• **About this exercise**
Return only the lines from the top of the material through the line marked by "pub const FIELD_OP: &str", unaltered.

• **Material for this task**
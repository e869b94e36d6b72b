pub mod order;
pub mod schema;
pub mod seed;

pub type CliResult = Result<(), Box<dyn std::error::Error>>;
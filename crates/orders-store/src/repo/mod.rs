//! Repositories over the write store

pub mod columns;
pub mod order_repository;
pub mod product_repository;

pub use order_repository::{insert_order_tx, OrderRepository};
pub use product_repository::ProductRepository;
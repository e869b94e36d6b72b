//! Canonical schema constants for structured logging
//!
//! Every log line emitted through the `log_op_*` macros carries the envelope
//! keys; `err_code` is added on failure.

// Canonical field keys
pub const FIELD_COMPONENT: &str = "component";
pub const FIELD_OP: &str = "op";
pub const FIELD_EVENT: &str = "event";
pub const FIELD_DURATION_MS: &str = "duration_ms";

// Error fields
pub const FIELD_ERR_CODE: &str = "err_code";

// Canonical event names
pub const EVENT_START: &str = "start";
pub const EVENT_END: &str = "end";
pub const EVENT_END_ERROR: &str = "end_error";

#[cfg(test)]
mod tests {
    use super::*;

    #[test]
    fn test_event_names_are_distinct() {
        assert_ne!(EVENT_START, EVENT_END);
        assert_ne!(EVENT_START, EVENT_END_ERROR);
        assert_ne!(EVENT_END, EVENT_END_ERROR);
    }
}
//! Order persistence for the write path
//!
//! Orders are staged in memory by the unit of work and written only when it
//! completes.

use orders_core::model::Order;
use rusqlite::Transaction;

use super::columns::{decimal_param, timestamp_param, uuid_param};
use crate::errors::{from_rusqlite, Result};

/// Collection-style access to orders pending in a unit of work
pub struct OrderRepository<'u> {
    staged: &'u mut Vec<Order>,
}

impl<'u> OrderRepository<'u> {
    pub(crate) fn new(staged: &'u mut Vec<Order>) -> Self {
        Self { staged }
    }

    /// Register a new order for insertion on commit
    pub fn add(&mut self, order: Order) {
        self.staged.push(order);
    }

    pub fn pending(&self) -> &[Order] {
        self.staged
    }
}

/// Insert an order row and its line rows within a transaction
///
/// Lines are inserted in the order's line order, which is the order the read
/// side returns them in.
pub fn insert_order_tx(tx: &Transaction, order: &Order) -> Result<()> {
    tx.execute(
        "INSERT INTO orders (id, customer_id, order_number, created) VALUES (?1, ?2, ?3, ?4)",
        rusqlite::params![
            uuid_param(&order.id),
            uuid_param(&order.customer_id),
            order.order_number,
            timestamp_param(&order.created),
        ],
    )
    .map_err(from_rusqlite)?;

    let mut stmt = tx
        .prepare_cached(
            "INSERT INTO product_ordered (id, order_id, product_id, purchase_price)
             VALUES (?1, ?2, ?3, ?4)",
        )
        .map_err(from_rusqlite)?;

    for line in order.lines() {
        stmt.execute(rusqlite::params![
            uuid_param(&line.id),
            uuid_param(&line.order_id),
            line.product_id,
            decimal_param(&line.purchase_price),
        ])
        .map_err(from_rusqlite)?;
    }

    Ok(())
}
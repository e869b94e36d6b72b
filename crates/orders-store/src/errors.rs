//! Error handling for orders-store
//!
//! Store failures all surface as `ExError`; these helpers keep the kind and
//! op naming consistent across the crate.

use orders_core::errors::{ExError, ExErrorKind};
use thiserror::Error;

/// Result type alias using ExError
pub type Result<T> = std::result::Result<T, ExError>;

/// Failures decoding a stored column into a domain value
///
/// Raised inside row mappers, so they travel through `rusqlite::Error` first.
#[derive(Error, Debug)]
pub enum ColumnDecodeError {
    #[error("not a hyphenated UUID: {0}")]
    Uuid(#[from] uuid::Error),

    #[error("not a decimal amount: {0}")]
    Decimal(#[from] rust_decimal::Error),

    #[error("timestamp out of range: {0} ms")]
    Timestamp(i64),
}

/// Create a migration error
pub fn migration_error(migration_id: &str, reason: &str) -> ExError {
    ExError::new(ExErrorKind::Persistence)
        .with_op("migration")
        .with_entity_id(migration_id)
        .with_message(format!("Migration {} failed: {}", migration_id, reason))
}

/// Create a checksum mismatch error
pub fn checksum_mismatch(migration_id: &str, expected: &str, actual: &str) -> ExError {
    ExError::new(ExErrorKind::Persistence)
        .with_op("migration_checksum")
        .with_entity_id(migration_id)
        .with_message(format!(
            "Checksum mismatch for migration {}: recorded {}, embedded {}",
            migration_id, expected, actual
        ))
}

/// Create a seed validation error
pub fn seed_validation(reason: &str) -> ExError {
    ExError::new(ExErrorKind::InvalidArgument)
        .with_op("seed_parse")
        .with_message(reason.to_string())
}

/// Create a configuration error
pub fn configuration(reason: &str) -> ExError {
    ExError::new(ExErrorKind::Configuration)
        .with_op("store_config")
        .with_message(reason.to_string())
}

/// Wrap a driver error, keeping the driver's message unchanged
pub fn from_rusqlite(err: rusqlite::Error) -> ExError {
    ExError::new(ExErrorKind::Persistence)
        .with_op("sqlite")
        .with_message(err.to_string())
}

/// Create an IO error
pub fn io_error(operation: &str, err: std::io::Error) -> ExError {
    ExError::new(ExErrorKind::Io)
        .with_op(operation.to_string())
        .with_message(err.to_string())
}
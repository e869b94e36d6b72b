//! Order factory
//!
//! Pure construction of new orders and their lines. Nothing here touches the
//! store or the clock except `create_order_from`, which stamps the creation
//! time at millisecond precision, the precision the store keeps.

use chrono::{SubsecRound, Utc};
use uuid::Uuid;

use crate::errors::Result;
use crate::model::{Order, Product, ProductOnOrder};

/// Generate a fresh random order id
///
/// Ids are UUID v4; collisions are not checked.
pub fn create_new_order_id() -> Uuid {
    Uuid::new_v4()
}

/// Build one order line per product, capturing each product's current price
///
/// Lines come back in the order of `products`. An empty slice yields no lines.
pub fn create_products_on_order(order_id: Uuid, products: &[Product]) -> Vec<ProductOnOrder> {
    products
        .iter()
        .map(|product| ProductOnOrder {
            id: Uuid::new_v4(),
            order_id,
            product_id: product.id,
            purchase_price: product.price,
        })
        .collect()
}

/// Create a new order stamped with the current UTC time
///
/// # Arguments
/// * `order_id` - Id from `create_new_order_id` (must not be nil)
/// * `customer_id` - Owning customer (must not be nil)
/// * `order_number` - Caller-supplied order number
/// * `lines` - Lines built by `create_products_on_order` (must not be empty)
///
/// # Errors
/// * `OutOfRange` - nil `order_id`, nil `customer_id`, or no lines
pub fn create_order_from(
    order_id: Uuid,
    customer_id: Uuid,
    order_number: &str,
    lines: &[ProductOnOrder],
) -> Result<Order> {
    Order::from_parts(
        order_id,
        customer_id,
        order_number,
        Utc::now().trunc_subsecs(3),
        lines.to_vec(),
    )
}

#[cfg(test)]
mod tests {
    use super::*;
    use crate::errors::ExErrorKind;
    use rust_decimal::Decimal;
    use std::str::FromStr;

    fn product(id: i64, price: &str) -> Product {
        Product {
            id,
            key: format!("product-{}", id),
            name: format!("Product {}", id),
            description: String::new(),
            created: Utc::now(),
            price: Decimal::from_str(price).unwrap(),
        }
    }

    #[test]
    fn test_lines_capture_price_and_order_id() {
        let order_id = create_new_order_id();
        let lines = create_products_on_order(order_id, &[product(8, "14.99"), product(9, "29.99")]);

        assert_eq!(lines.len(), 2);
        assert!(lines.iter().all(|l| l.order_id == order_id));
        assert_eq!(lines[0].product_id, 8);
        assert_eq!(lines[0].purchase_price, Decimal::from_str("14.99").unwrap());
        assert_eq!(lines[1].product_id, 9);
        assert_ne!(lines[0].id, lines[1].id);
    }

    #[test]
    fn test_no_products_no_lines() {
        assert!(create_products_on_order(create_new_order_id(), &[]).is_empty());
    }

    #[test]
    fn test_nil_order_id_is_out_of_range() {
        let lines = create_products_on_order(Uuid::nil(), &[product(1, "1.00")]);
        let err = create_order_from(Uuid::nil(), Uuid::new_v4(), "0001", &lines).unwrap_err();
        assert_eq!(err.kind(), ExErrorKind::OutOfRange);
        assert_eq!(err.field(), Some("order_id"));
    }

    #[test]
    fn test_nil_customer_id_is_out_of_range() {
        let order_id = create_new_order_id();
        let lines = create_products_on_order(order_id, &[product(1, "1.00")]);
        let err = create_order_from(order_id, Uuid::nil(), "0001", &lines).unwrap_err();
        assert_eq!(err.kind(), ExErrorKind::OutOfRange);
        assert_eq!(err.field(), Some("customer_id"));
    }

    #[test]
    fn test_lines_are_copied_into_order() {
        let order_id = create_new_order_id();
        let mut lines = create_products_on_order(order_id, &[product(1, "1.00")]);
        let order = create_order_from(order_id, Uuid::new_v4(), "0001", &lines).unwrap();

        lines.clear();
        assert_eq!(order.lines().len(), 1);
    }

    #[test]
    fn test_created_has_whole_milliseconds() {
        let order_id = create_new_order_id();
        let lines = create_products_on_order(order_id, &[product(1, "1.00")]);
        let order = create_order_from(order_id, Uuid::new_v4(), "0001", &lines).unwrap();

        assert_eq!(order.created.timestamp_subsec_nanos() % 1_000_000, 0);
    }
}
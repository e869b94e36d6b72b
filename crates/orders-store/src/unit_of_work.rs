//! Unit of work for the order write path
//!
//! A unit of work owns one connection for its lifetime. Repositories borrow
//! that connection; new orders are staged in memory and written in a single
//! transaction by `complete`. Dropping the unit releases the connection and
//! discards anything not yet completed.

use orders_core::logging_facility::elapsed_ms;
use orders_core::model::Order;
use orders_core::{log_op_end, log_op_error, log_op_start};
use rusqlite::Connection;
use std::time::Instant;

use crate::config::StoreConfig;
use crate::db;
use crate::errors::{from_rusqlite, Result};
use crate::repo::{insert_order_tx, OrderRepository, ProductRepository};

pub struct UnitOfWork {
    conn: Connection,
    staged: Vec<Order>,
}

impl UnitOfWork {
    /// Open a fresh connection for this unit
    pub fn open(config: &StoreConfig) -> Result<Self> {
        Ok(Self::from_connection(db::open(config)?))
    }

    /// Wrap an already-configured connection
    pub fn from_connection(conn: Connection) -> Self {
        Self {
            conn,
            staged: Vec::new(),
        }
    }

    pub fn products(&self) -> ProductRepository<'_> {
        ProductRepository::new(&self.conn)
    }

    pub fn orders(&mut self) -> OrderRepository<'_> {
        OrderRepository::new(&mut self.staged)
    }

    /// Write every staged order and its lines in one transaction
    ///
    /// Returns the number of orders written. On error the transaction is rolled
    /// back, nothing is persisted, and the driver's error is returned as a
    /// `Persistence` error with its message intact.
    pub fn complete(&mut self) -> Result<usize> {
        let count = self.staged.len();
        log_op_start!("unit_of_work_complete", order_count = count);
        let start = Instant::now();

        let result = (|| -> Result<usize> {
            let tx = self.conn.transaction().map_err(from_rusqlite)?;
            for order in &self.staged {
                insert_order_tx(&tx, order)?;
            }
            tx.commit().map_err(from_rusqlite)?;
            Ok(count)
        })();

        match &result {
            Ok(written) => {
                self.staged.clear();
                log_op_end!(
                    "unit_of_work_complete",
                    duration_ms = elapsed_ms(start),
                    order_count = *written
                );
            }
            Err(e) => {
                log_op_error!(
                    "unit_of_work_complete",
                    e.clone(),
                    duration_ms = elapsed_ms(start)
                );
            }
        }

        result
    }
}

impl Drop for UnitOfWork {
    fn drop(&mut self) {
        if !self.staged.is_empty() {
            tracing::debug!(
                discarded = self.staged.len(),
                "unit of work dropped with uncommitted orders"
            );
        }
        tracing::trace!("unit of work connection released");
    }
}
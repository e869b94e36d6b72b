//! Migration runner

use orders_core::{log_op_end, log_op_error, log_op_start};
use orders_core::logging_facility::elapsed_ms;
use rusqlite::{Connection, OptionalExtension};
use std::time::Instant;

use crate::errors::{checksum_mismatch, from_rusqlite, migration_error, Result};
use crate::migrations::checksums::compute_checksum;
use crate::migrations::mapping::{order_store_mappings, TableMapping};

/// Create the order store's tables if they are not there yet
pub fn apply_migrations(conn: &mut Connection) -> Result<()> {
    apply_schema(conn, &order_store_mappings())
}

/// Apply `mappings` in order, each in its own transaction
///
/// A mapping already recorded in `schema_version` is skipped when its
/// checksum matches and rejected when it does not.
pub fn apply_schema(conn: &mut Connection, mappings: &[TableMapping]) -> Result<()> {
    log_op_start!("apply_schema", mapping_count = mappings.len());
    let start = Instant::now();

    let result = (|| -> Result<usize> {
        create_schema_version_table(conn)?;
        let mut applied = 0;
        for mapping in mappings {
            if apply_mapping(conn, mapping)? {
                applied += 1;
            }
        }
        Ok(applied)
    })();

    match &result {
        Ok(applied) => {
            log_op_end!("apply_schema", duration_ms = elapsed_ms(start), applied = *applied);
        }
        Err(e) => {
            log_op_error!("apply_schema", e.clone(), duration_ms = elapsed_ms(start));
        }
    }

    result.map(|_| ())
}

/// Migration ids recorded in `schema_version`, in application order
pub fn applied_migrations(conn: &Connection) -> Result<Vec<String>> {
    let mut stmt = conn
        .prepare("SELECT migration_id FROM schema_version ORDER BY id")
        .map_err(from_rusqlite)?;
    let ids = stmt
        .query_map([], |row| row.get(0))
        .map_err(from_rusqlite)?
        .collect::<std::result::Result<Vec<String>, _>>()
        .map_err(from_rusqlite)?;
    Ok(ids)
}

fn create_schema_version_table(conn: &Connection) -> Result<()> {
    conn.execute(
        "CREATE TABLE IF NOT EXISTS schema_version (
            id INTEGER PRIMARY KEY,
            migration_id TEXT NOT NULL UNIQUE,
            applied_at INTEGER NOT NULL,
            checksum TEXT NOT NULL
        )",
        [],
    )
    .map_err(from_rusqlite)?;

    Ok(())
}

/// Returns true if the mapping was applied now, false if already present
fn apply_mapping(conn: &mut Connection, mapping: &TableMapping) -> Result<bool> {
    let checksum = compute_checksum(mapping.ddl);

    let recorded: Option<String> = conn
        .query_row(
            "SELECT checksum FROM schema_version WHERE migration_id = ?1",
            [mapping.id],
            |row| row.get(0),
        )
        .optional()
        .map_err(from_rusqlite)?;

    if let Some(recorded) = recorded {
        if recorded != checksum {
            return Err(checksum_mismatch(mapping.id, &recorded, &checksum));
        }
        return Ok(false);
    }

    let tx = conn.transaction().map_err(from_rusqlite)?;

    tx.execute_batch(mapping.ddl)
        .map_err(|e| migration_error(mapping.id, &e.to_string()))?;

    tx.execute(
        "INSERT INTO schema_version (migration_id, applied_at, checksum) VALUES (?1, ?2, ?3)",
        rusqlite::params![mapping.id, chrono::Utc::now().timestamp_millis(), checksum],
    )
    .map_err(from_rusqlite)?;

    tx.commit().map_err(from_rusqlite)?;

    tracing::debug!(migration_id = mapping.id, table = mapping.table, "table created");
    Ok(true)
}
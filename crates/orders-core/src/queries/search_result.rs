use crate::errors::{OrderError, Result};

/// Result of a query that yields at most one item
///
/// A missing item is a normal outcome, not an error. Reading the payload of a
/// not-found result is an error, so check `result_was_found` first or use
/// `into_option`.
#[derive(Debug, Clone, PartialEq)]
pub struct SingleSearchResult<T> {
    result: Option<T>,
}

impl<T> SingleSearchResult<T> {
    pub fn found(result: T) -> Self {
        Self {
            result: Some(result),
        }
    }

    pub fn not_found() -> Self {
        Self { result: None }
    }

    pub fn result_was_found(&self) -> bool {
        self.result.is_some()
    }

    /// Borrow the payload
    ///
    /// # Errors
    /// `InvalidOperation` if nothing was found.
    pub fn result(&self) -> Result<&T> {
        self.result
            .as_ref()
            .ok_or_else(|| OrderError::ResultNotPresent.into())
    }

    /// Take the payload
    ///
    /// # Errors
    /// `InvalidOperation` if nothing was found.
    pub fn into_result(self) -> Result<T> {
        self.result.ok_or_else(|| OrderError::ResultNotPresent.into())
    }

    pub fn into_option(self) -> Option<T> {
        self.result
    }

    pub fn map<U>(self, f: impl FnOnce(T) -> U) -> SingleSearchResult<U> {
        SingleSearchResult {
            result: self.result.map(f),
        }
    }
}

impl<T> From<Option<T>> for SingleSearchResult<T> {
    fn from(result: Option<T>) -> Self {
        Self { result }
    }
}

impl<T> IntoIterator for SingleSearchResult<T> {
    type Item = T;
    type IntoIter = std::option::IntoIter<T>;

    fn into_iter(self) -> Self::IntoIter {
        self.result.into_iter()
    }
}

/// Result of a query that yields any number of items, in store order
#[derive(Debug, Clone, PartialEq)]
pub struct SearchResult<T> {
    results: Vec<T>,
}

impl<T> SearchResult<T> {
    pub fn new(results: Vec<T>) -> Self {
        Self { results }
    }

    pub fn result_was_found(&self) -> bool {
        !self.results.is_empty()
    }

    pub fn len(&self) -> usize {
        self.results.len()
    }

    pub fn is_empty(&self) -> bool {
        self.results.is_empty()
    }

    pub fn results(&self) -> &[T] {
        &self.results
    }

    pub fn iter(&self) -> std::slice::Iter<'_, T> {
        self.results.iter()
    }

    pub fn into_vec(self) -> Vec<T> {
        self.results
    }

    pub fn map<U>(self, f: impl FnMut(T) -> U) -> SearchResult<U> {
        SearchResult {
            results: self.results.into_iter().map(f).collect(),
        }
    }
}

impl<T> Default for SearchResult<T> {
    fn default() -> Self {
        Self {
            results: Vec::new(),
        }
    }
}

impl<T> FromIterator<T> for SearchResult<T> {
    fn from_iter<I: IntoIterator<Item = T>>(iter: I) -> Self {
        Self {
            results: iter.into_iter().collect(),
        }
    }
}

impl<T> IntoIterator for SearchResult<T> {
    type Item = T;
    type IntoIter = std::vec::IntoIter<T>;

    fn into_iter(self) -> Self::IntoIter {
        self.results.into_iter()
    }
}

impl<'a, T> IntoIterator for &'a SearchResult<T> {
    type Item = &'a T;
    type IntoIter = std::slice::Iter<'a, T>;

    fn into_iter(self) -> Self::IntoIter {
        self.results.iter()
    }
}
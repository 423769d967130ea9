//! Integration tests for the compiler seam and the local filesystem.

use std::cell::RefCell;
use std::fs;
use std::path::{Path, PathBuf};

use sass_build_core::{
    CompileOutput, CompilerOptions, ConfigBuilder, GrassCompiler, LocalFs, OutputFs, PathKind,
    RawInputs, SassBuildError, SourceMap, StylesheetCompiler,
};

fn unique_temp_dir(name: &str) -> PathBuf {
    let mut dir = std::env::temp_dir();
    dir.push(format!(
        "sass-build-{}-{}-{}",
        name,
        std::process::id(),
        std::time::SystemTime::now()
            .duration_since(std::time::UNIX_EPOCH)
            .unwrap()
            .as_nanos()
    ));
    fs::create_dir_all(&dir).unwrap();
    dir
}

fn write(path: &Path, contents: &str) {
    if let Some(parent) = path.parent() {
        fs::create_dir_all(parent).unwrap();
    }
    fs::write(path, contents).unwrap();
}

/// Keeps the options it was called with and echoes them back as JSON.
#[derive(Default)]
struct RecordingCompiler {
    seen: RefCell<Vec<CompilerOptions>>,
}

impl StylesheetCompiler for RecordingCompiler {
    fn compile(&self, options: &CompilerOptions) -> sass_build_core::Result<CompileOutput> {
        self.seen.borrow_mut().push(options.clone());
        Ok(CompileOutput {
            css: serde_json::to_string(options).unwrap(),
            source_map: None,
        })
    }
}

#[test]
fn options_survive_the_compiler_seam() {
    let inputs = RawInputs::from_pairs([
        ("source", "src/main.scss"),
        ("destination", "out/main.css"),
        ("sourceComments", "true"),
        ("omitSourceMapUrl", "false"),
        ("sourceMapContents", "true"),
        ("sourceMapEmbed", "false"),
        ("precision", "8"),
        ("indentWidth", "4"),
        ("outputStyle", "expanded"),
        ("indentType", "tab"),
        ("linefeed", "crlf"),
        ("outFile", "out/main.css"),
        ("sourceMapRoot", "/maps"),
        ("includePaths", "lib:vendor"),
        ("sourceMap", "out/main.css.map"),
    ]);
    let options = ConfigBuilder::build(&inputs).unwrap();
    let compiler = RecordingCompiler::default();

    let output = compiler.compile(&options).unwrap();

    assert_eq!(compiler.seen.borrow().as_slice(), [options.clone()]);
    let echoed: CompilerOptions = serde_json::from_str(&output.css).unwrap();
    assert_eq!(echoed, options);
    assert_eq!(echoed.entries().len(), 14);
    assert_eq!(
        echoed.source_map,
        Some(SourceMap::Path("out/main.css.map".to_string()))
    );
}

#[test]
fn grass_compiles_expanded_with_layout() {
    let dir = unique_temp_dir("expanded");
    let source = dir.join("main.scss");
    write(&source, "$c: red;\na {\n  b {\n    color: $c;\n  }\n}\n");

    let mut options = CompilerOptions::new(source.to_string_lossy());
    options.output_style = Some("expanded".to_string());
    options.indent_type = Some("tab".to_string());
    options.indent_width = Some(1);

    let output = GrassCompiler::new().compile(&options).unwrap();

    assert!(output.css.contains("a b {\n\tcolor: red;\n}"), "{}", output.css);
    assert_eq!(output.source_map, None);
}

#[test]
fn grass_defaults_to_compressed_and_uses_include_paths() {
    let dir = unique_temp_dir("compressed");
    write(&dir.join("lib/_colors.scss"), "$brand: #00f;\n");
    let source = dir.join("src/main.scss");
    write(&source, "@import \"colors\";\n.brand {\n  color: $brand;\n}\n");

    let mut options = CompilerOptions::new(source.to_string_lossy());
    options.include_paths = Some(vec![dir.join("lib").to_string_lossy().into_owned()]);

    let output = GrassCompiler::new().quiet(true).compile(&options).unwrap();

    assert!(output.css.starts_with(".brand{color:"), "{}", output.css);
    assert!(!output.css.contains("\n  "));
}

#[test]
fn grass_failures_surface_as_compile_errors() {
    let dir = unique_temp_dir("broken");
    let source = dir.join("broken.scss");
    write(&source, "a { color: $undefined; }\n");

    let error = GrassCompiler::new()
        .compile(&CompilerOptions::new(source.to_string_lossy()))
        .unwrap_err();

    assert!(matches!(error, SassBuildError::Compile { .. }));
    assert!(error.is_external());
}

#[test]
fn invalid_output_style_is_rejected_before_compiling() {
    let mut options = CompilerOptions::new("does/not/exist.scss");
    options.output_style = Some("pretty".to_string());

    let error = GrassCompiler::new().compile(&options).unwrap_err();

    assert!(matches!(
        error,
        SassBuildError::InvalidOption { name: "outputStyle", .. }
    ));
}

#[test]
fn local_fs_classifies_paths_and_creates_parents() {
    let dir = unique_temp_dir("fs");
    let fs_ops = LocalFs;

    assert_eq!(fs_ops.stat(&dir).unwrap(), PathKind::IsDirectory);
    let target = dir.join("nested/out/main.css");
    assert_eq!(fs_ops.stat(&target).unwrap(), PathKind::NotFound);

    fs_ops.write(&target, "a{}").unwrap();

    assert_eq!(fs_ops.stat(&target).unwrap(), PathKind::IsFileOrOther);
    assert_eq!(fs::read_to_string(&target).unwrap(), "a{}");
}

#[test]
fn out_of_range_indent_width_is_rejected_before_compiling() {
    for width in [i64::MAX, 11, -1] {
        let mut options = CompilerOptions::new("does/not/exist.scss");
        options.output_style = Some("expanded".to_string());
        options.indent_width = Some(width);

        let error = GrassCompiler::new().compile(&options).unwrap_err();

        assert!(
            matches!(error, SassBuildError::InvalidOption { name: "indentWidth", .. }),
            "{width}: {error}"
        );
    }
}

• **Response box**
repository e869b94e36d6b72b
pub mod order;
pub mod schema;
pub mod seed;

pub type CliResult = Result<(), Box<dyn std::error::Error>>;
filename crates/orders-store/src/repo/mod.rs
//! Repositories over the write store

pub mod columns;
pub mod order_repository;
pub mod product_repository;

pub use order_repository::{insert_order_tx, OrderRepository};
pub use product_repository::ProductRepository;
repository e869b94e36d6b72b
//! Canonical schema constants for structured logging
//!
//! Every log line emitted through the `log_op_*` macros carries the envelope
//! keys; `err_code` is added on failure.

// Canonical field keys
pub const FIELD_COMPONENT: &str = "component";
pub const FIELD_OP: &str = "op";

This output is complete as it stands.